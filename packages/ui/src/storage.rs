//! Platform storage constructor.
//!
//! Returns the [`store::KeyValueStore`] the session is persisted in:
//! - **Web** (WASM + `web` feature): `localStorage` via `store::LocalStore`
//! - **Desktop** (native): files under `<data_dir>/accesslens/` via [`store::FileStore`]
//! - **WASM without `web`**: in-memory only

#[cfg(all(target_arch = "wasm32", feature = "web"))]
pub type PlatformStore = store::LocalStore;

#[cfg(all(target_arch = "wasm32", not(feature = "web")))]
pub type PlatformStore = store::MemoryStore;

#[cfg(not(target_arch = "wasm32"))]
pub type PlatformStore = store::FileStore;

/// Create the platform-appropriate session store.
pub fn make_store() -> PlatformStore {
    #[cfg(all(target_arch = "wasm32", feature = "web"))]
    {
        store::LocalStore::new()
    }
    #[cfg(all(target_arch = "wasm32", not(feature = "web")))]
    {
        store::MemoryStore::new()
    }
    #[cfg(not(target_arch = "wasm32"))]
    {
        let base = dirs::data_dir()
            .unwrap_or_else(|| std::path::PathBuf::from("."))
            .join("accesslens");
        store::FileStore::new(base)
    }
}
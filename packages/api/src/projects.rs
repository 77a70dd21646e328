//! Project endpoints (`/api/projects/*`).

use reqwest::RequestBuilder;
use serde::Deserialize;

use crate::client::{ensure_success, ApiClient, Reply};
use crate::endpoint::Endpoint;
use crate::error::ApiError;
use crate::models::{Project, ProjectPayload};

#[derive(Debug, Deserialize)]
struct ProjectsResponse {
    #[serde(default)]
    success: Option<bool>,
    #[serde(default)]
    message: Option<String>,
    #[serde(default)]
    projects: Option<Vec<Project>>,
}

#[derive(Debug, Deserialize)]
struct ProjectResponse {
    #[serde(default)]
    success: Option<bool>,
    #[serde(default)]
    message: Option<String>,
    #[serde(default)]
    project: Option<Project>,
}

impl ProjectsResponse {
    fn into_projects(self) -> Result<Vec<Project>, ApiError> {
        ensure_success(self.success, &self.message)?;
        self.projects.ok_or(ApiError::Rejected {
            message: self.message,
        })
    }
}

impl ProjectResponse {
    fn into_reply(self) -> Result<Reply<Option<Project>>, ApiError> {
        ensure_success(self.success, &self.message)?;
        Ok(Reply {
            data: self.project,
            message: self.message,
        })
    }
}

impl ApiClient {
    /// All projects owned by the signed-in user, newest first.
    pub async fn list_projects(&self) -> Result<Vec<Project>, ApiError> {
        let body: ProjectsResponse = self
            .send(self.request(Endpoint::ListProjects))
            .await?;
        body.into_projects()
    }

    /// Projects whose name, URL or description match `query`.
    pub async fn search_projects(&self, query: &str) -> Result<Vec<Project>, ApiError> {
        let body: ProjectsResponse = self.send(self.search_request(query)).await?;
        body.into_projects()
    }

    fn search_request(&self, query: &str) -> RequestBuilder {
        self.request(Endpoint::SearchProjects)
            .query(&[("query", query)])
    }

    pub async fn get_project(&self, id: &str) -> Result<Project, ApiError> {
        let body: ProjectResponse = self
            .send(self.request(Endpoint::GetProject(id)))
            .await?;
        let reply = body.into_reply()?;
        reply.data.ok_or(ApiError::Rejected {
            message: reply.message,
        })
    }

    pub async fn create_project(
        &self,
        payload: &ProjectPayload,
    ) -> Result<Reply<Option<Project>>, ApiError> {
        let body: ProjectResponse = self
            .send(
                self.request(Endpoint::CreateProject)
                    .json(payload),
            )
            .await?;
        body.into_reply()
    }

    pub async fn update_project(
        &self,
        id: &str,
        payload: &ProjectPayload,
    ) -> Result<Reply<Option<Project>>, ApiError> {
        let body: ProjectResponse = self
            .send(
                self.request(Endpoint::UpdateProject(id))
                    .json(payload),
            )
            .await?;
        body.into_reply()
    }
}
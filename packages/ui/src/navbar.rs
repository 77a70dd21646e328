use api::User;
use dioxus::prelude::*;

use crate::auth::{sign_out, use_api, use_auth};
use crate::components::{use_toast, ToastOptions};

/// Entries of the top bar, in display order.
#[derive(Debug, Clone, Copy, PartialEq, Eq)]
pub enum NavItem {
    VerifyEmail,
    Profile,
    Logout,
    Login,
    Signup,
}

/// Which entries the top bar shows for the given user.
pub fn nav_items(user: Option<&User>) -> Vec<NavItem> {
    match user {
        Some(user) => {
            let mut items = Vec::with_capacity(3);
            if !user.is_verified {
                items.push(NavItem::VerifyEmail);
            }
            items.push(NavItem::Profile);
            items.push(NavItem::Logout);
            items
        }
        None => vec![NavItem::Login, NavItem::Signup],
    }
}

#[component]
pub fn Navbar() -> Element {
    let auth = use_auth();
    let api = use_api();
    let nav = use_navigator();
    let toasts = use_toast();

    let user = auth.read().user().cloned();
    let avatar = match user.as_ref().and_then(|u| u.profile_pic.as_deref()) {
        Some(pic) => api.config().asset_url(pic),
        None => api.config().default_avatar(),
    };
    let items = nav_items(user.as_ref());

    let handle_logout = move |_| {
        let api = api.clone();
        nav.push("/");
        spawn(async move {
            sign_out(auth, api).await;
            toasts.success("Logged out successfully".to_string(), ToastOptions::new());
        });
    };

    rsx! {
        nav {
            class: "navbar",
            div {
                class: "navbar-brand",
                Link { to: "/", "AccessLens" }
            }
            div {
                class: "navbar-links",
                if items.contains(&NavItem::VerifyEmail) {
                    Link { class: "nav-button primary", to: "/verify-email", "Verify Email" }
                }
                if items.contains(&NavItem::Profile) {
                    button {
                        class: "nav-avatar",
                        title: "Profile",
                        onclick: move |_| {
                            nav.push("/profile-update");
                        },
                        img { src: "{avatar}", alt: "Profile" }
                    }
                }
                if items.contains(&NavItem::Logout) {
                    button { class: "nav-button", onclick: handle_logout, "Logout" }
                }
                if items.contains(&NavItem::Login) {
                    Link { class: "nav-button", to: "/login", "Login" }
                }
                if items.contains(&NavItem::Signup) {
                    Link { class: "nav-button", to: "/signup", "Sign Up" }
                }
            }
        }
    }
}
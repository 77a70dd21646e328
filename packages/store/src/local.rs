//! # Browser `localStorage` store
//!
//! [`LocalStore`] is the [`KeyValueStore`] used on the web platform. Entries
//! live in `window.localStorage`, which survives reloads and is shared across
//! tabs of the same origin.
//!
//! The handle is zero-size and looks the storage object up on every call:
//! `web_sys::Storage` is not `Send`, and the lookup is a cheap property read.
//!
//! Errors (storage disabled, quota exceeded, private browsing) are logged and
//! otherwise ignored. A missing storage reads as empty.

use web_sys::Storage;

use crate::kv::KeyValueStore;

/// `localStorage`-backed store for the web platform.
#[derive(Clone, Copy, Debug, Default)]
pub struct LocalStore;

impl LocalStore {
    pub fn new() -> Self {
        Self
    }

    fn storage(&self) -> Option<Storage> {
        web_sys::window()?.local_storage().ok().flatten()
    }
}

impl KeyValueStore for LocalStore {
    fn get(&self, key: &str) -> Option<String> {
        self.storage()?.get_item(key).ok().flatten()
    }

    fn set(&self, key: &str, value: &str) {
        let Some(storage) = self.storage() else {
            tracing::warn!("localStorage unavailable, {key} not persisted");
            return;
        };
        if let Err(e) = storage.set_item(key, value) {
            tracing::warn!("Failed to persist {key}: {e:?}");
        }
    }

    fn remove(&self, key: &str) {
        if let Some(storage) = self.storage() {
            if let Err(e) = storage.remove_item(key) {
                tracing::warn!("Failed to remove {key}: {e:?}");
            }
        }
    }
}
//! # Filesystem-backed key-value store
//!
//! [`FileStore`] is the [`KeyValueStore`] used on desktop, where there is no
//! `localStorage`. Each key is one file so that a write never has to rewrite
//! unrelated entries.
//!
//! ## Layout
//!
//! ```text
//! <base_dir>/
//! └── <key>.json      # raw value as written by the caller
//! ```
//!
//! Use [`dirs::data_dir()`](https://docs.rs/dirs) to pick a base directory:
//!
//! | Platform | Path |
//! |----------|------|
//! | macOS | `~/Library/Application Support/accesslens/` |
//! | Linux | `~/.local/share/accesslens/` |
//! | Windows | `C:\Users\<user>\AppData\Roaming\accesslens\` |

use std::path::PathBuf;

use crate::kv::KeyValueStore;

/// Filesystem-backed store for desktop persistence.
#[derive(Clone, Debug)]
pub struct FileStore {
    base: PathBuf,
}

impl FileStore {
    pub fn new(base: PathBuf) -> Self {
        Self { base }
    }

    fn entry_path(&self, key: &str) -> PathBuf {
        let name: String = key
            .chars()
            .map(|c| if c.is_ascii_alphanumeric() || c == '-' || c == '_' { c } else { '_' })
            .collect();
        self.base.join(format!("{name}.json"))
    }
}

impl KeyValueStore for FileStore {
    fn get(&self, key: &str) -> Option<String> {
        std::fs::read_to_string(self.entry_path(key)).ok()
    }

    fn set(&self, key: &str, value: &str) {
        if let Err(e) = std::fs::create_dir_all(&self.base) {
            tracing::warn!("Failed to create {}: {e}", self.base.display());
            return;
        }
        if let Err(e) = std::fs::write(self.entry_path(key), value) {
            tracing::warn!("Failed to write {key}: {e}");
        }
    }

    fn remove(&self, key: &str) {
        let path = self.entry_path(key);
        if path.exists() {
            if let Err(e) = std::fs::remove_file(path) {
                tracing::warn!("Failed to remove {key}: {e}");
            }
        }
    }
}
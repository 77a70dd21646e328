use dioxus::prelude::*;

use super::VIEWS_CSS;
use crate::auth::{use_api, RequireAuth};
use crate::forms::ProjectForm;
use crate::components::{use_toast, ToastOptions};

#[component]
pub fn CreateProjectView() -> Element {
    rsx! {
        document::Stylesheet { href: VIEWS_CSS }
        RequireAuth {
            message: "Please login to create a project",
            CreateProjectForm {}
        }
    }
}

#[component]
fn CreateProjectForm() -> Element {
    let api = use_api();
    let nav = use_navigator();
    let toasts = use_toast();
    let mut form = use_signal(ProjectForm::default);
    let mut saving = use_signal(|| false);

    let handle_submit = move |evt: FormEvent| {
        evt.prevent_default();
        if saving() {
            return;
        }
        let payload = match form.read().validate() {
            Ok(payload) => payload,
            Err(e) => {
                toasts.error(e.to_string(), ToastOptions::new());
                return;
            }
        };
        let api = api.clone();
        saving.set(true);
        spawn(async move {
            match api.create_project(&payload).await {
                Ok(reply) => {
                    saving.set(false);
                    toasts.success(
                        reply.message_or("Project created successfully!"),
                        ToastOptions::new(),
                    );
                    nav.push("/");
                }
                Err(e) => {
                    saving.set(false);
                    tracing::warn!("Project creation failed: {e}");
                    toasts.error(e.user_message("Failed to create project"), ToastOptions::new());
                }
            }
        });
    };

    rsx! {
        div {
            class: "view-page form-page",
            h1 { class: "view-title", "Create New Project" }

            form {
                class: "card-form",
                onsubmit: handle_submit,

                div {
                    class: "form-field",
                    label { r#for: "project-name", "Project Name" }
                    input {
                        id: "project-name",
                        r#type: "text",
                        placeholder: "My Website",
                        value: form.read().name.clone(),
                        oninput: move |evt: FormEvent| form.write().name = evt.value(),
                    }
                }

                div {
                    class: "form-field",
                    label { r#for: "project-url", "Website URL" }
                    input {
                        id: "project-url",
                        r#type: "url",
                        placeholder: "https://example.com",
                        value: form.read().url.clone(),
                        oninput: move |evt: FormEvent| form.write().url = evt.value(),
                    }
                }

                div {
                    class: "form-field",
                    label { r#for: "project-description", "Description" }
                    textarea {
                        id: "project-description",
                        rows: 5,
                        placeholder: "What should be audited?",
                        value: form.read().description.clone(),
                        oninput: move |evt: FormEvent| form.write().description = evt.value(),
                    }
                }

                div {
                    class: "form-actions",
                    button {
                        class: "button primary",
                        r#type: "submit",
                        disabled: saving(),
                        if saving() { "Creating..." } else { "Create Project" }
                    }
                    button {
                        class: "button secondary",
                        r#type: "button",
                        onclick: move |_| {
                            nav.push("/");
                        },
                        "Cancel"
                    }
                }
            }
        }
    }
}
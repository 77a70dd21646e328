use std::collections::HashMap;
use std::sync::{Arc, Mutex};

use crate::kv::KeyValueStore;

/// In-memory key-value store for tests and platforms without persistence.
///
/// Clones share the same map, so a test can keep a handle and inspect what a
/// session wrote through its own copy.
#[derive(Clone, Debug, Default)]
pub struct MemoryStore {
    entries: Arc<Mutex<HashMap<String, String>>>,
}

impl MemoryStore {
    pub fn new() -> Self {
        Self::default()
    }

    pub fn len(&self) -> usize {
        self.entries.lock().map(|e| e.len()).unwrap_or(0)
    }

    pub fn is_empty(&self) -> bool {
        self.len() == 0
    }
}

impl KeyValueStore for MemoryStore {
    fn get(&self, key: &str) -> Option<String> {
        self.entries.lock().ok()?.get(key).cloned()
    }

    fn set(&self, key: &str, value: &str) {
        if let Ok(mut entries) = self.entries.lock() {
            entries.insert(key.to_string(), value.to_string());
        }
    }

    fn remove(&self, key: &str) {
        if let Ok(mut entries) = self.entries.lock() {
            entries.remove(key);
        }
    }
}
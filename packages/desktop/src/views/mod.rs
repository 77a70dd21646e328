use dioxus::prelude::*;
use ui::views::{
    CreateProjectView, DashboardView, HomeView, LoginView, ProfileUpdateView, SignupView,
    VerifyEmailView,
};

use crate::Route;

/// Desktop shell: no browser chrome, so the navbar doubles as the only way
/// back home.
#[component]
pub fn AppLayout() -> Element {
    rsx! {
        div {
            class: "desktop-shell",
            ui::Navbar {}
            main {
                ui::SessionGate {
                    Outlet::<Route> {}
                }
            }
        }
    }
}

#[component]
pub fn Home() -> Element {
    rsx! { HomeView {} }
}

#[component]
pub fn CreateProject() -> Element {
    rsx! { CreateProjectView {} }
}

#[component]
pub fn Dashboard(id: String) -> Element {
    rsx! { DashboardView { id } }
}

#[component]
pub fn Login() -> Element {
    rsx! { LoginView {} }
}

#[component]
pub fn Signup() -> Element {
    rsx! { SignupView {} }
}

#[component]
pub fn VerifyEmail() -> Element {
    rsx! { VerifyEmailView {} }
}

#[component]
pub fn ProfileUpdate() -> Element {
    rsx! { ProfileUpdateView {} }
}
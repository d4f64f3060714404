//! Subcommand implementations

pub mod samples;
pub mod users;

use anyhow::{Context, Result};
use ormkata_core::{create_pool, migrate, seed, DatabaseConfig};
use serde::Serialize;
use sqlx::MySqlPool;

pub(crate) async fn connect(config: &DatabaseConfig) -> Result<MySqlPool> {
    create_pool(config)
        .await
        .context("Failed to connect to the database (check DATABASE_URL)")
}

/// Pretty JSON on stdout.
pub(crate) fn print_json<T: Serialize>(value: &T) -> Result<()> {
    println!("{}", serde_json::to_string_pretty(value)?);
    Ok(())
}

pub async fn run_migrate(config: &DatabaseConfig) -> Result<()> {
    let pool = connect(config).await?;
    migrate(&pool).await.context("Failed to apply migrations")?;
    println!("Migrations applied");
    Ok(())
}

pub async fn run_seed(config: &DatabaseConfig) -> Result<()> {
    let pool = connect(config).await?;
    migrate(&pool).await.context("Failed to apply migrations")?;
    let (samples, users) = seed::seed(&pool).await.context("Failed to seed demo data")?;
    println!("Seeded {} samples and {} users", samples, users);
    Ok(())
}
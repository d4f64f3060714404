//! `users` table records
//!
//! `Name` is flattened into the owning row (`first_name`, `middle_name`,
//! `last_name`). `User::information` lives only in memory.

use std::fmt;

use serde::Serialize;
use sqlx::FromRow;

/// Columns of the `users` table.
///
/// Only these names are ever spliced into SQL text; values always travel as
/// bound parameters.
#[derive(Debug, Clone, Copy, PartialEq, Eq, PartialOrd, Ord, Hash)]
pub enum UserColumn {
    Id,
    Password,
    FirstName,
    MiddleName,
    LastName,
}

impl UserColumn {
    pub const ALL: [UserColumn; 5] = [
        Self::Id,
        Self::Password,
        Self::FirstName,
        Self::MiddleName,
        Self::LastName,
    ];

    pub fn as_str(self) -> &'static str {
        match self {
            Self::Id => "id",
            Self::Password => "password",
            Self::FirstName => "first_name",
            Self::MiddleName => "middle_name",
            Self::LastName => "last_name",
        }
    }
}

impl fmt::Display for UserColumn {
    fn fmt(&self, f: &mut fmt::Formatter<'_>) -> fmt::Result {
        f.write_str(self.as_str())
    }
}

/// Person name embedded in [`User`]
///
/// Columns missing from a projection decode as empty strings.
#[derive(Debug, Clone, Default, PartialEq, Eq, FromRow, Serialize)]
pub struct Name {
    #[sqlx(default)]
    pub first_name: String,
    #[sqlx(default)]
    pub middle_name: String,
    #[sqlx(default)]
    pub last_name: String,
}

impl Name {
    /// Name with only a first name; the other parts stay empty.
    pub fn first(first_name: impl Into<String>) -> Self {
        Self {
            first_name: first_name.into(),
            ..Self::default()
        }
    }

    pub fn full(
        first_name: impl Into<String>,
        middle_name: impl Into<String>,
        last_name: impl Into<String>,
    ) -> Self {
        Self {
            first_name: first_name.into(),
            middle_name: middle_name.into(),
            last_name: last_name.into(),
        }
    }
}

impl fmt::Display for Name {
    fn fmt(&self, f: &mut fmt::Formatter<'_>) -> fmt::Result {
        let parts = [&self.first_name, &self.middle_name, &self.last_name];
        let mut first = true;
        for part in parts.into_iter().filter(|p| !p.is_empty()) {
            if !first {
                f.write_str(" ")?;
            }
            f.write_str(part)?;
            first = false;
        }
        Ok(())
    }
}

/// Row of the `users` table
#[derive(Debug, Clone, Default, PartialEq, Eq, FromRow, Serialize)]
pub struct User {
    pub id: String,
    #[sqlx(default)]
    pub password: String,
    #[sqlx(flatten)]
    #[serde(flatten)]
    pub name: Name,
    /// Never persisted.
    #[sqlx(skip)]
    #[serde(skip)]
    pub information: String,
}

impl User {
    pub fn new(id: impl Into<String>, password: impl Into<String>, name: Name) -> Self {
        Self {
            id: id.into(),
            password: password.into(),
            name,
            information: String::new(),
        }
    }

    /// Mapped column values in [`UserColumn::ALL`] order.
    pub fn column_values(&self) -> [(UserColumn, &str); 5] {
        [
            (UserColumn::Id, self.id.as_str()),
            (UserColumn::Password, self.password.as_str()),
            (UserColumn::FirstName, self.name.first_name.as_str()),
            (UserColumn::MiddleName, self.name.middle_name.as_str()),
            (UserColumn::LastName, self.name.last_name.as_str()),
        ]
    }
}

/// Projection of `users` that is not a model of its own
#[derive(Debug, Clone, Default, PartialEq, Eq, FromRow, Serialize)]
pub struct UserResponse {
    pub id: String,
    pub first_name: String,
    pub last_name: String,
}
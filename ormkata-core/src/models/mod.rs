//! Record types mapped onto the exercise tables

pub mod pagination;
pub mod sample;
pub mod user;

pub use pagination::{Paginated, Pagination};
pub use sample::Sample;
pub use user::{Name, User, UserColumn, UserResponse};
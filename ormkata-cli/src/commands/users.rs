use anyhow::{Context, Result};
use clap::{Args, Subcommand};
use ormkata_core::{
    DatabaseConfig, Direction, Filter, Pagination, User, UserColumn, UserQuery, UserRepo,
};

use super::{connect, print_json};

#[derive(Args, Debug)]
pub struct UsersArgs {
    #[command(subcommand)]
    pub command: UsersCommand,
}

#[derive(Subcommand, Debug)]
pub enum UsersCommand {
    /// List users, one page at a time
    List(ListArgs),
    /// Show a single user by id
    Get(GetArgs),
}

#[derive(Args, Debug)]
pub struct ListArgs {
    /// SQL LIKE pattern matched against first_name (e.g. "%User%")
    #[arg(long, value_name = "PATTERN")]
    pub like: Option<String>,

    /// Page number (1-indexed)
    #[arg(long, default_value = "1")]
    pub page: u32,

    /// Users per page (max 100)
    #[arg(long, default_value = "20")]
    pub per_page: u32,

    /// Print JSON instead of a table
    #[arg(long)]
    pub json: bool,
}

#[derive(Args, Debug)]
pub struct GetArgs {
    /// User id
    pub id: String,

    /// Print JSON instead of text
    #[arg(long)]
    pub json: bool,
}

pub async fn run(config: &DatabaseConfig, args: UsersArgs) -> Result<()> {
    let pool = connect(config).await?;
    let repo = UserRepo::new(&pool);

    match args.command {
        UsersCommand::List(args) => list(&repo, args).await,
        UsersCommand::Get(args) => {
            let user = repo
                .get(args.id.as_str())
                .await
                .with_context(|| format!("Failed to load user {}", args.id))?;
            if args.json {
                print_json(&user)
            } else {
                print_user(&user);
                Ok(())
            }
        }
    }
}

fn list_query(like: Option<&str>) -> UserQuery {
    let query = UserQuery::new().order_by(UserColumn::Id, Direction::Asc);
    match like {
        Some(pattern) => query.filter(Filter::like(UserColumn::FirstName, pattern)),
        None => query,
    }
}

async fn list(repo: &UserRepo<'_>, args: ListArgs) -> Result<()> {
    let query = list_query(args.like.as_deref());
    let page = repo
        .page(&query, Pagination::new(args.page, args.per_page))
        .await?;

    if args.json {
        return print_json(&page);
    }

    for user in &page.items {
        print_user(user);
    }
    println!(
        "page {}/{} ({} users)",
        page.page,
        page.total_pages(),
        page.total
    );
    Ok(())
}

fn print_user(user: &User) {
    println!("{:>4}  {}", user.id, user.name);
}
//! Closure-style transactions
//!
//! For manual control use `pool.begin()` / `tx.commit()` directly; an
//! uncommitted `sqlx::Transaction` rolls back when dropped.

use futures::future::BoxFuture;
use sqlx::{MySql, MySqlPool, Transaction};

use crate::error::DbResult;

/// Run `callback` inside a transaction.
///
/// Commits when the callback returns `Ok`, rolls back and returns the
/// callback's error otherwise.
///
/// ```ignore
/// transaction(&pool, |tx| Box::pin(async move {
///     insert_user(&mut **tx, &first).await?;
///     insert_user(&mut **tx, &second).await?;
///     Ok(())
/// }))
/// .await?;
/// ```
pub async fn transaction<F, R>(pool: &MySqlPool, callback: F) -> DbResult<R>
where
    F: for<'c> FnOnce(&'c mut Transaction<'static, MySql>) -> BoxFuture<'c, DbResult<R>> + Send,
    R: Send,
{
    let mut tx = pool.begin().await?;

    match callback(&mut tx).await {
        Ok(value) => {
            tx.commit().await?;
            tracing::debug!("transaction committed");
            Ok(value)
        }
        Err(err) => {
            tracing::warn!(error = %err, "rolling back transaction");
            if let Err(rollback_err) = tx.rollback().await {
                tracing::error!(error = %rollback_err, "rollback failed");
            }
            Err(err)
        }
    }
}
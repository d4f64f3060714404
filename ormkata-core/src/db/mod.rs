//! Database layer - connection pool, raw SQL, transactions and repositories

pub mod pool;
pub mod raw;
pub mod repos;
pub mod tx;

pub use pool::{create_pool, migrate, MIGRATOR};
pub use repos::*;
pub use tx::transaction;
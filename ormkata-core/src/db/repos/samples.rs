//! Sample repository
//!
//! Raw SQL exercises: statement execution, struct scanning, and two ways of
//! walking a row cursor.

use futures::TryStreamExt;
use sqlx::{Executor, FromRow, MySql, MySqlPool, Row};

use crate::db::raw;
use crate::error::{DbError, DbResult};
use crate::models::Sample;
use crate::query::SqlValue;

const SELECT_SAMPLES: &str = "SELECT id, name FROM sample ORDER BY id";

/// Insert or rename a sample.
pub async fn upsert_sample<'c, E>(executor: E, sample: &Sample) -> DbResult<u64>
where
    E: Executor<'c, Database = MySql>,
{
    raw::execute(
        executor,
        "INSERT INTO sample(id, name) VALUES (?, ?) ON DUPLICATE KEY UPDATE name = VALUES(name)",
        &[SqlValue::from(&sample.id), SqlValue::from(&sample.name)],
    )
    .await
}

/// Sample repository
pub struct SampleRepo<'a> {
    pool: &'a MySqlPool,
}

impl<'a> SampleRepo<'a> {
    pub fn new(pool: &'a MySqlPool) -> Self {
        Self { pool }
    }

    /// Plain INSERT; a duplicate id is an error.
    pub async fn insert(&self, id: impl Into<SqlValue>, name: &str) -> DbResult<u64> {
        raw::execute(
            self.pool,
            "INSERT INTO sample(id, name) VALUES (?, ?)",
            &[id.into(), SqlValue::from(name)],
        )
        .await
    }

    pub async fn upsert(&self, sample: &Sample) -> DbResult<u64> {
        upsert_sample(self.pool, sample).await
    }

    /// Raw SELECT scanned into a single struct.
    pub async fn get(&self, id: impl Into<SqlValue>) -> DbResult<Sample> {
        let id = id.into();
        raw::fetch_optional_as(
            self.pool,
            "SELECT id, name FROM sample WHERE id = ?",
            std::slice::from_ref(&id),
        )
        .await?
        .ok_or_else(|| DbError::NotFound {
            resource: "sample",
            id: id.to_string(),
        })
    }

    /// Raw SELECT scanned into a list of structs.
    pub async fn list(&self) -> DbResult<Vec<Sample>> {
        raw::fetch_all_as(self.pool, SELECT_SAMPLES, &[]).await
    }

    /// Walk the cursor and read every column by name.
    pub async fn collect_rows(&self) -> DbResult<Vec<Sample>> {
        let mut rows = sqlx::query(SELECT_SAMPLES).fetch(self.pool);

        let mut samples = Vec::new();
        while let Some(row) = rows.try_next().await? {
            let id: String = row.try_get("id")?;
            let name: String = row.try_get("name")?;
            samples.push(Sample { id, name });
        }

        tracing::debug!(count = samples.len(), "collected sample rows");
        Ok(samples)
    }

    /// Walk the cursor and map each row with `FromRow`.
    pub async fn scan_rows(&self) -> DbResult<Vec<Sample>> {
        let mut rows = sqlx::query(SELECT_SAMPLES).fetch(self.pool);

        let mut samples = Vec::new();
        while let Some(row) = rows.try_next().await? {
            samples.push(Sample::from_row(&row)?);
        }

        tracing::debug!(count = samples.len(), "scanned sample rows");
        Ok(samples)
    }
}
+--
§ Problem details: Your job is to copy out every line from the records above that has the word "Filesystem".

§ Solution:
//! # Filesystem-backed key-value store
/// Filesystem-backed store for desktop persistence.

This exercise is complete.